Maintenance Testing

What is maintenance testing?

Once deployed to production environments, software and systems need to undergo maintenance testing. Changes of various sorts are almost inevitable in delivered software and systems. You either fix defects discovered in operational use, add new functionality, to delete or alter already-delivered functionality. Maintenance is also needed to preserve or improve non-functional quality characteristics of the component or system over its lifetime, especially performance efficiency, compatibility, reliability, security, and portability.

When any changes are made, maintenance testing should be performed to evaluate the success with which made the changes and to check for possible side-effects (e.g., regressions) in parts of the system that remain unchanged (which is usually most of the system). Maintenance can involve planned releases and unplanned releases (hotfixes).

Triggers for maintenance

Such as planned enhancements (e.g., release-based), corrective and emergency changes, changes in the operational environment (such as planned operating system or database upgrades), upgrades of COTS software, and patches for defects and vulnerabilities

Such as from one platform to another, which can require operational tests of the new environment as well as of the changed software or tests of data conversion when data from another application will be migrated into the system being maintained.

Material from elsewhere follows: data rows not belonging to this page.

// demos/linear_mc_gate.rs

//! Synthesizes multi-controlled gates of growing size and reports their cost.

use qoracle::core::matrix::{pauli_x, random_unitary};
use qoracle::{Circuit, OracleError, Simulator, apply_linear_multi_control, linear_multi_control};
use rand::SeedableRng;
use rand::rngs::StdRng;
use tracing_subscriber::{EnvFilter, layer::SubscriberExt, util::SubscriberInitExt};

fn main() -> Result<(), OracleError> {
    tracing_subscriber::registry()
        .with(EnvFilter::try_from_default_env().unwrap_or_else(|_| EnvFilter::new("info")))
        .with(tracing_subscriber::fmt::layer().with_target(false))
        .init();

    // Toffoli on three wires
    let toffoli = linear_multi_control(&pauli_x(), &[0, 1], 2)?;
    println!("{}", toffoli);

    println!("{:>9} {:>6} {:>6} {:>10}", "controls", "ops", "depth", "2^controls");
    let mut rng = StdRng::seed_from_u64(42);
    let unitary = random_unitary(&mut rng);
    for controls in [1usize, 2, 4, 8, 16, 32] {
        let wires: Vec<usize> = (0..controls).collect();
        let block = linear_multi_control(&unitary, &wires, controls)?;
        let naive = 1u64.checked_shl(controls as u32).map_or_else(|| "-".to_string(), |n| n.to_string());
        println!("{:>9} {:>6} {:>6} {:>10}", controls, block.len(), block.depth(), naive);
    }

    // C³X spread over a wider register: |1011> + target on wire 2
    let mut circuit = Circuit::new(5, "scattered");
    apply_linear_multi_control(&mut circuit, &pauli_x(), &[0, 1, 3], 2)?;
    let state = Simulator::new().run(&circuit, 0b01011)?;
    println!("|01011> -> {}", state);
    Ok(())
}
// src/synthesis/root.rs

//! Fractional powers of single-qubit unitaries.
//!
//! A unitary is normal, so it has an orthonormal eigenbasis `v1, v2` and
//! `U = λ1·v1v1† + λ2·v2v2†`. Roots are taken eigenvalue by eigenvalue.
//!
//! Branch cut: every eigenvalue `λ = r·e^(iφ)` is raised with the principal
//! branch, `φ ∈ (-π, π]`, so `λ^(1/k) = r^(1/k)·e^(iφ/k)`. An eigenvalue
//! exactly on the negative real axis (Pauli-Z's −1) takes `φ = +π`; a signed
//! zero imaginary part is folded to `+0.0` first so that `-1 - 0i` does not
//! land on the other side of the cut. All roots used inside one synthesized
//! block come from the same decomposition, which keeps
//! `(U^(1/2k))² = U^(1/k)` exact up to rounding.

use nalgebra::linalg::Schur;
use num_complex::Complex;
use tracing::trace;

use crate::circuits::Circuit;
use crate::core::constants::oracle_constants::{SCHUR_EPSILON, SCHUR_MAX_ITERATIONS};
use crate::core::matrix::max_abs_diff;
use crate::core::{OracleError, Result, SynthesisConfig, Unitary2};
use crate::validation::check_unitary;

/// Eigendecomposition of a single-qubit unitary, ready to produce roots.
#[derive(Debug, Clone, PartialEq)]
pub struct UnitaryRoots {
    eigenvalues: [Complex<f64>; 2],
    /// `v_i·v_i†` for each eigenvector.
    projectors: [Unitary2; 2],
}

impl UnitaryRoots {
    /// Decomposes `unitary` with the default configuration.
    pub fn new(unitary: &Unitary2) -> Result<Self> {
        Self::with_config(unitary, &SynthesisConfig::default())
    }

    /// Decomposes `unitary`.
    ///
    /// The Schur form `U = Q·T·Q†` of a normal matrix has a diagonal `T`, so
    /// the columns of `Q` are orthonormal eigenvectors and `T`'s diagonal
    /// holds the eigenvalues.
    ///
    /// # Errors
    /// `DegenerateUnitary` if the matrix is not unitary within
    /// `config.unitarity_tolerance`, if the Schur iteration does not
    /// converge, or if the spectral reconstruction `λ1·P1 + λ2·P2` misses the
    /// input by more than `config.normality_tolerance` (the matrix is not
    /// normal).
    pub fn with_config(unitary: &Unitary2, config: &SynthesisConfig) -> Result<Self> {
        check_unitary(unitary, Some(config.unitarity_tolerance))?;

        let schur = Schur::try_new(*unitary, SCHUR_EPSILON, SCHUR_MAX_ITERATIONS).ok_or_else(|| {
            OracleError::DegenerateUnitary {
                message: "Schur decomposition did not converge".to_string(),
            }
        })?;
        let (q, t) = schur.unpack();
        let eigenvalues = [t[(0, 0)], t[(1, 1)]];
        let projectors = [0, 1].map(|i| {
            let v = q.column(i);
            v * v.adjoint()
        });

        let rebuilt = projectors[0] * eigenvalues[0] + projectors[1] * eigenvalues[1];
        let residual = max_abs_diff(&rebuilt, unitary);
        if residual > config.normality_tolerance {
            return Err(OracleError::DegenerateUnitary {
                message: format!("Matrix has no orthonormal eigenbasis (reconstruction error {:.3e})", residual),
            });
        }

        Ok(Self {
            eigenvalues: [fold_signed_zero(eigenvalues[0]), fold_signed_zero(eigenvalues[1])],
            projectors,
        })
    }

    /// The eigenvalues, in the order of the Schur diagonal.
    pub fn eigenvalues(&self) -> [Complex<f64>; 2] {
        self.eigenvalues
    }

    /// `U^(1/k)`, or its inverse when `inverse` is set.
    ///
    /// # Errors
    /// * `InvalidOperation` if `k == 0`.
    /// * `DegenerateUnitary` if the root is singular and cannot be inverted.
    pub fn root(&self, k: u64, inverse: bool) -> Result<Unitary2> {
        if k == 0 {
            return Err(OracleError::InvalidOperation {
                message: "Root order must be a positive integer".to_string(),
            });
        }
        let exponent = 1.0 / k as f64;
        let gate = self.projectors[0] * self.eigenvalues[0].powf(exponent)
            + self.projectors[1] * self.eigenvalues[1].powf(exponent);

        if !inverse {
            return Ok(gate);
        }
        gate.try_inverse().ok_or_else(|| OracleError::DegenerateUnitary {
            message: format!("Root of order {} is singular", k),
        })
    }

    /// [`root`](Self::root) as a one-wire block named by [`root_label`].
    ///
    /// The ladders lift this block with [`Circuit::controlled`], so the
    /// label seen in a synthesized circuit always matches the matrix.
    pub fn root_gate(&self, k: u64, inverse: bool) -> Result<Circuit> {
        let matrix = self.root(k, inverse)?;
        let label = root_label(k, inverse);
        trace!(k, inverse, "built root gate");
        let mut gate = Circuit::new(1, label.clone());
        gate.unitary(matrix, 0, label)?;
        Ok(gate)
    }
}

/// `-0.0 + 0.0 == +0.0`, which moves `-1 - 0i` onto the `+π` side of the cut.
fn fold_signed_zero(z: Complex<f64>) -> Complex<f64> {
    Complex::new(z.re + 0.0, z.im + 0.0)
}

/// Label of a root gate: `U^1/k` or `Udg^1/k`.
pub fn root_label(k: u64, inverse: bool) -> String {
    if inverse {
        format!("Udg^1/{}", k)
    } else {
        format!("U^1/{}", k)
    }
}

/// `U^(1/k)` (or its inverse) for a single unitary.
pub fn root_power(unitary: &Unitary2, k: u64, inverse: bool) -> Result<Unitary2> {
    UnitaryRoots::new(unitary)?.root(k, inverse)
}

/// `U^(1/k)` (or its inverse) wrapped as a named one-wire circuit.
pub fn root_power_gate(unitary: &Unitary2, k: u64, inverse: bool) -> Result<Circuit> {
    UnitaryRoots::new(unitary)?.root_gate(k, inverse)
}

#[cfg(test)]
mod tests {
    use super::*;
    use crate::core::matrix::{identity, max_abs_diff, pauli_x, pauli_z, phase, random_unitary, rx};
    use crate::core::PI;
    use rand::SeedableRng;
    use rand::rngs::StdRng;

    const TOL: f64 = 1e-10;

    fn matrix_power(m: &Unitary2, n: u64) -> Unitary2 {
        (0..n).fold(identity(), |acc, _| acc * m)
    }

    #[test]
    fn test_square_root_of_z_is_s() -> Result<()> {
        let root = root_power(&pauli_z(), 2, false)?;
        // principal branch: (-1)^(1/2) = e^(iπ/2) = i
        assert!(max_abs_diff(&root, &phase(PI / 2.0)) < TOL);
        Ok(())
    }

    #[test]
    fn test_roots_raise_back_to_input() -> Result<()> {
        let mut rng = StdRng::seed_from_u64(11);
        for _ in 0..10 {
            let u = random_unitary(&mut rng);
            let roots = UnitaryRoots::new(&u)?;
            for k in [1u64, 2, 4, 8, 16] {
                let root = roots.root(k, false)?;
                assert!(max_abs_diff(&matrix_power(&root, k), &u) < 1e-9, "k = {}", k);
            }
        }
        Ok(())
    }

    #[test]
    fn test_halving_is_consistent() -> Result<()> {
        let roots = UnitaryRoots::new(&pauli_x())?;
        let quarter = roots.root(4, false)?;
        let half = roots.root(2, false)?;
        assert!(max_abs_diff(&(quarter * quarter), &half) < TOL);
        Ok(())
    }

    #[test]
    fn test_inverse_root_cancels_root() -> Result<()> {
        let mut rng = StdRng::seed_from_u64(3);
        let u = random_unitary(&mut rng);
        let roots = UnitaryRoots::new(&u)?;
        let product = roots.root(8, false)? * roots.root(8, true)?;
        assert!(max_abs_diff(&product, &identity()) < TOL);
        Ok(())
    }

    #[test]
    fn test_roots_stay_unitary() -> Result<()> {
        let roots = UnitaryRoots::new(&pauli_x())?;
        for k in [3u64, 5, 1024] {
            let root = roots.root(k, false)?;
            assert!(max_abs_diff(&(root * root.adjoint()), &identity()) < TOL);
        }
        Ok(())
    }

    #[test]
    fn test_identity_has_trivial_roots() -> Result<()> {
        let root = root_power(&identity(), 7, true)?;
        assert!(max_abs_diff(&root, &identity()) < TOL);
        Ok(())
    }

    #[test]
    fn test_zero_order_is_rejected() {
        assert!(matches!(root_power(&pauli_z(), 0, false), Err(OracleError::InvalidOperation { .. })));
    }

    #[test]
    fn test_non_unitary_is_rejected() {
        let scaled = pauli_x() * Complex::new(0.5, 0.0);
        assert!(matches!(root_power(&scaled, 2, false), Err(OracleError::DegenerateUnitary { .. })));
    }

    #[test]
    fn test_non_normal_is_rejected_even_with_loose_tolerance() {
        // Jordan-like block: passes a very loose unitarity check but has no orthonormal eigenbasis
        let jordan = Unitary2::new(
            Complex::new(1.0, 0.0), Complex::new(0.5, 0.0),
            Complex::new(0.0, 0.0), Complex::new(1.0, 0.0),
        );
        let config = SynthesisConfig::default().with_unitarity_tolerance(10.0);
        let err = UnitaryRoots::with_config(&jordan, &config).unwrap_err();
        assert!(matches!(err, OracleError::DegenerateUnitary { .. }));
    }

    #[test]
    fn test_root_gate_is_named() -> Result<()> {
        let gate = root_power_gate(&pauli_z(), 4, true)?;
        assert_eq!(gate.name(), "Udg^1/4");
        assert_eq!(gate.nqubits(), 1);
        assert_eq!(gate.len(), 1);
        Ok(())
    }

    #[test]
    fn test_near_identity_rotations_keep_their_angle() -> Result<()> {
        let tilt = Complex::from_polar(1.0, 0.7);
        for theta in [1e-6, 1e-7, 1e-8, 1e-9, 1e-10, 1e-12] {
            for u in [rx(theta), rx(theta) * tilt] {
                let roots = UnitaryRoots::new(&u)?;
                for k in [1u64, 2, 4, 8] {
                    let root = roots.root(k, false)?;
                    let error = max_abs_diff(&matrix_power(&root, k), &u);
                    // dropping the rotation would leave an error of θ/2
                    assert!(error < 1e-13, "θ = {:e}, k = {}: error {:.3e}", theta, k, error);
                }
            }
        }
        Ok(())
    }

    #[test]
    fn test_eigenvalues_of_tiny_rotation_are_split() -> Result<()> {
        let theta = 1e-10;
        let [l1, l2] = UnitaryRoots::new(&rx(theta))?.eigenvalues();
        // e^(±iθ/2), in either order
        assert!(((l1 - l2).norm() - theta).abs() < 1e-14);
        assert!((l1 * l2 - Complex::new(1.0, 0.0)).norm() < 1e-14);
        Ok(())
    }

    #[test]
    fn test_root_gate_matches_root() -> Result<()> {
        let roots = UnitaryRoots::new(&rx(0.3))?;
        let gate = roots.root_gate(8, false)?;
        match gate.operations() {
            [crate::operations::Operation::Unitary { target: 0, matrix, label }] => {
                assert_eq!(label, "U^1/8");
                assert_eq!(*matrix, roots.root(8, false)?);
            }
            other => panic!("unexpected operations {:?}", other),
        }
        Ok(())
    }
}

When an application reaches the end of its life. When an application or system is retired, this can require testing of data migration or archive if long data-retention periods are required.

Testing restore/retrieve procedures after archiving for long retention periods may also be needed.

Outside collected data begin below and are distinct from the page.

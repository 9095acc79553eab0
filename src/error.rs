use thiserror::Error;

use crate::{MAX_MESSAGE_LEN, MIN_MESSAGE_LEN, TRAILER_LEN};

#[derive(Debug, Error, PartialEq, Eq, Clone, Copy)]
pub enum Crc15Error {
    #[error("message is {len} bytes long; supported lengths are {} to {}", MIN_MESSAGE_LEN, MAX_MESSAGE_LEN)]
    InvalidLength { len: usize },

    #[error("buffer is {actual} bytes long; expected {expected} (message plus {} trailer bytes)", TRAILER_LEN)]
    InvalidBuffer { expected: usize, actual: usize },
}
pub(crate) const BITS_IN_BYTE: usize = 8;

/// Order in which the bits of every byte are fed to the register
///
/// Bytes themselves are always consumed first to last.
#[derive(Debug, PartialEq, Eq, Copy, Clone, Hash)]
#[cfg_attr(feature = "serde", derive(serde::Serialize, serde::Deserialize))]
pub enum BitOrder {
    /// MSB first, bit 7 down to bit 0
    Regular,
    /// LSB first, bit 0 up to bit 7
    Reversed,
}

impl BitOrder {
    /// Bit of `byte` visited at position `idx` (0..8) of the traversal
    fn bit_at(self, byte: u8, idx: usize) -> u8 {
        let shift = match self {
            Self::Regular => BITS_IN_BYTE - 1 - idx,
            Self::Reversed => idx,
        };
        (byte >> shift) & 0x01
    }

    /// Lay out a byte so that reading it in this order yields its bits MSB first
    pub fn arrange(self, byte: u8) -> u8 {
        match self {
            Self::Regular => byte,
            Self::Reversed => byte.reverse_bits(),
        }
    }
}

/// Serial bit stream over a byte slice
///
/// All position state lives in the iterator, so every computation owns its own cursor.
pub(crate) struct Bits<'a> {
    bytes: &'a [u8],
    order: BitOrder,
    idx: usize,
}

impl<'a> Bits<'a> {
    pub(crate) fn new(bytes: &'a [u8], order: BitOrder) -> Self {
        Self {
            bytes,
            order,
            idx: 0,
        }
    }
}

impl Iterator for Bits<'_> {
    type Item = u8;

    fn next(&mut self) -> Option<Self::Item> {
        let byte = *self.bytes.get(self.idx / BITS_IN_BYTE)?;
        let bit = self.order.bit_at(byte, self.idx % BITS_IN_BYTE);
        self.idx += 1;
        Some(bit)
    }

    fn size_hint(&self) -> (usize, Option<usize>) {
        let remaining = self.bytes.len() * BITS_IN_BYTE - self.idx;
        (remaining, Some(remaining))
    }
}

impl ExactSizeIterator for Bits<'_> {}

#[cfg(test)]
mod tests {
    use super::*;

    #[test]
    fn regular_order_is_msb_first() {
        let bits: Vec<u8> = Bits::new(&[0b1000_0011], BitOrder::Regular).collect();
        assert_eq!(bits, [1, 0, 0, 0, 0, 0, 1, 1]);
    }

    #[test]
    fn reversed_order_is_lsb_first() {
        let bits: Vec<u8> = Bits::new(&[0b1000_0011], BitOrder::Reversed).collect();
        assert_eq!(bits, [1, 1, 0, 0, 0, 0, 0, 1]);
    }

    #[test]
    fn bytes_consumed_in_array_order() {
        let bits: Vec<u8> = Bits::new(&[0xFF, 0x00], BitOrder::Reversed).collect();
        assert_eq!(&bits[..8], &[1; 8]);
        assert_eq!(&bits[8..], &[0; 8]);
    }

    #[test]
    fn independent_cursors() {
        let data = [0x41, 0x42];
        let mut first = Bits::new(&data, BitOrder::Regular);
        first.next();
        first.next();
        let second: Vec<u8> = Bits::new(&data, BitOrder::Regular).collect();
        assert_eq!(second.len(), 16);
        assert_eq!(first.len(), 14);
    }

    #[test]
    fn arrange_reverses_for_lsb_first() {
        assert_eq!(BitOrder::Regular.arrange(0b1100_0001), 0b1100_0001);
        assert_eq!(BitOrder::Reversed.arrange(0b1100_0001), 0b1000_0011);
    }
}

Regression testing may be needed to ensure that any functionality that remains in service still works.

Maintenance testing for Internet of Things systems may be triggered by introducing completely new or modified things, such as hardware devices and software services, into the overall system.

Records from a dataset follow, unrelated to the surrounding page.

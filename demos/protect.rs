use crc15::{check_integrity, format::bin16, protect, CrcConfig, Integrity};

fn main() {
    let config = CrcConfig::default();
    let message = protect(b"AB", config).expect("Protect failed");
    println!("message> {}", String::from_utf8_lossy(&message.data));
    println!("crc > {:x} - {}", message.crc, bin16(message.crc));
    println!(
        "trailer > {:02x} {:02x} - {}",
        message.trailer[0],
        message.trailer[1],
        bin16(u16::from_be_bytes(message.trailer))
    );

    let mut buffer = message.to_bytes();
    buffer[1] = b'a';

    match check_integrity(&buffer, message.data.len(), config).expect("Check failed") {
        Integrity::Intact => println!("CRC: 0. The data is OK"),
        Integrity::Corrupted(remainder) => println!("CRC: {remainder:x}. The data is not OK"),
    }
}
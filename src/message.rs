use nom::Finish;

use crate::{
    check_integrity, embed_checksum, generate, parser::protected_message, CrcConfig, Crc15Error,
    Integrity, TRAILER_LEN,
};

/// A message together with its embedded CRC-15
#[derive(Debug, PartialEq, Eq, Clone)]
#[cfg_attr(feature = "serde", derive(serde::Serialize, serde::Deserialize))]
pub struct ProtectedMessage {
    /// Payload bytes
    #[cfg_attr(feature = "serde", serde(with = "serde_bytes"))]
    pub data: Vec<u8>,
    /// Raw 15-bit checksum
    pub crc: u16,
    /// Checksum as packed after the payload
    pub trailer: [u8; 2],
    /// Configuration the checksum was generated with
    pub config: CrcConfig,
}

impl ProtectedMessage {
    /// Parses `data_len` bytes of payload followed by a trailer, rejecting corrupted input
    pub fn parse(
        input: &[u8],
        data_len: usize,
        config: CrcConfig,
    ) -> Result<Self, nom::error::Error<&[u8]>> {
        match protected_message(data_len, config)(input).finish() {
            Ok((_, message)) => Ok(message),
            Err(e) => Err(e),
        }
    }

    /// Payload followed by the trailer
    pub fn to_bytes(&self) -> Vec<u8> {
        let mut bytes = Vec::with_capacity(self.data.len() + TRAILER_LEN);
        bytes.extend_from_slice(&self.data);
        bytes.extend_from_slice(&self.trailer);
        bytes
    }

    /// Re-validates the stored payload against the stored trailer
    pub fn verify(&self) -> Result<Integrity, Crc15Error> {
        check_integrity(&self.to_bytes(), self.data.len(), self.config)
    }
}

/// Computes the checksum of `data` and packs it into a fresh trailer
pub fn protect(data: &[u8], config: CrcConfig) -> Result<ProtectedMessage, Crc15Error> {
    let crc = generate(data, config)?;

    let mut frame = data.to_vec();
    frame.resize(data.len() + TRAILER_LEN, 0);
    embed_checksum(crc, &mut frame, data.len(), config)?;
    let trailer = [frame[data.len()], frame[data.len() + 1]];
    frame.truncate(data.len());

    Ok(ProtectedMessage {
        data: frame,
        crc,
        trailer,
        config,
    })
}
#![doc = include_str!("../README.md")]
mod bits;
mod checksum;
mod config;
mod engine;
mod error;
pub mod format;
mod message;
pub mod parser;

pub use bits::BitOrder;
pub use checksum::*;
pub use config::CrcConfig;
pub use engine::{compute_crc15, generate, MAX_MESSAGE_LEN, MIN_MESSAGE_LEN, POLYNOMIAL, TRAILER_LEN};
pub use error::Crc15Error;
pub use message::*;
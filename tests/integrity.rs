use crc15::*;

fn message(len: usize, seed: u8) -> Vec<u8> {
    (0..len)
        .map(|i| (i as u8).wrapping_mul(37).wrapping_add(seed))
        .collect()
}

fn embedded(data: &[u8], config: CrcConfig) -> Vec<u8> {
    let mut buffer = data.to_vec();
    buffer.extend_from_slice(&[0; TRAILER_LEN]);
    let crc = compute_crc15(&buffer, config).unwrap();
    embed_checksum(crc, &mut buffer, data.len(), config).unwrap();
    buffer
}

#[test]
fn roundtrip_to_zero_every_length_and_config() {
    for config in CrcConfig::ALL {
        for len in MIN_MESSAGE_LEN..=MAX_MESSAGE_LEN {
            for seed in [0x00, 0x5A, 0xFF] {
                let data = message(len, seed);
                let buffer = embedded(&data, config);
                assert_eq!(
                    check_integrity(&buffer, len, config),
                    Ok(Integrity::Intact),
                    "{config:?} len {len} seed {seed:#04x}"
                );
                assert_eq!(compute_crc15(&buffer, config), Ok(0));
            }
        }
    }
}

#[test]
fn boundary_lengths() {
    for config in CrcConfig::ALL {
        let shortest = protect(b"A", config).unwrap();
        assert_eq!(shortest.verify(), Ok(Integrity::Intact));

        let longest = protect(b"Hello World!!!", config).unwrap();
        assert_eq!(longest.data.len(), MAX_MESSAGE_LEN);
        assert_eq!(longest.verify(), Ok(Integrity::Intact));
    }
}

#[test]
fn detects_every_single_bit_error() {
    for config in CrcConfig::ALL {
        for data in [[0x41, 0x42], [0x00, 0x00], [0xFF, 0x81]] {
            let buffer = embedded(&data, config);
            for bit in 0..data.len() * 8 {
                let mut corrupted = buffer.clone();
                corrupted[bit / 8] ^= 1 << (bit % 8);
                let integrity = check_integrity(&corrupted, data.len(), config).unwrap();
                assert!(
                    matches!(integrity, Integrity::Corrupted(r) if r != 0),
                    "{config:?} {data:02x?} bit {bit} undetected"
                );
            }
        }
    }
}

#[test]
fn detects_single_bit_errors_in_long_messages() {
    let config = CrcConfig::default();
    let data = message(MAX_MESSAGE_LEN, 0x13);
    let buffer = embedded(&data, config);
    for bit in 0..data.len() * 8 {
        let mut corrupted = buffer.clone();
        corrupted[bit / 8] ^= 1 << (bit % 8);
        assert!(!check_integrity(&corrupted, data.len(), config)
            .unwrap()
            .is_intact());
    }
}

#[test]
fn embedding_leaves_data_untouched() {
    for config in CrcConfig::ALL {
        for len in MIN_MESSAGE_LEN..=MAX_MESSAGE_LEN {
            let data = message(len, 0xA5);
            let mut buffer = data.clone();
            buffer.extend_from_slice(&[0xEE; TRAILER_LEN]);
            embed_checksum(0x7FFF, &mut buffer, len, config).unwrap();
            assert_eq!(&buffer[..len], &data[..]);
        }
    }
}

#[test]
fn mismatched_config_does_not_validate() {
    let buffer = embedded(b"AB", CrcConfig::PRODUCTION);
    assert_eq!(
        check_integrity(&buffer, 2, CrcConfig::PRODUCTION),
        Ok(Integrity::Intact)
    );
    assert!(!check_integrity(&buffer, 2, CrcConfig::REGULAR)
        .unwrap()
        .is_intact());
}

#[test]
fn known_vector_ab() {
    let input = hex::decode("41420000").unwrap();
    assert_eq!(compute_crc15(&input, CrcConfig::PRODUCTION), Ok(0x54FB));
    assert_eq!(embedded(b"AB", CrcConfig::PRODUCTION), hex::decode("41422ADF").unwrap());
}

The maintenance testing for such systems places particular emphasis on integration testing at different levels (e.g., network level, application level) and on security aspects, particularly personal data.

Types of maintenance testing

Confirmation maintenance testing is done to test the modified functionality of the software.

Regression testing is repeated testing done on a recently modified program or code. It is done to confirm that existing features have not been affected due to the change(s).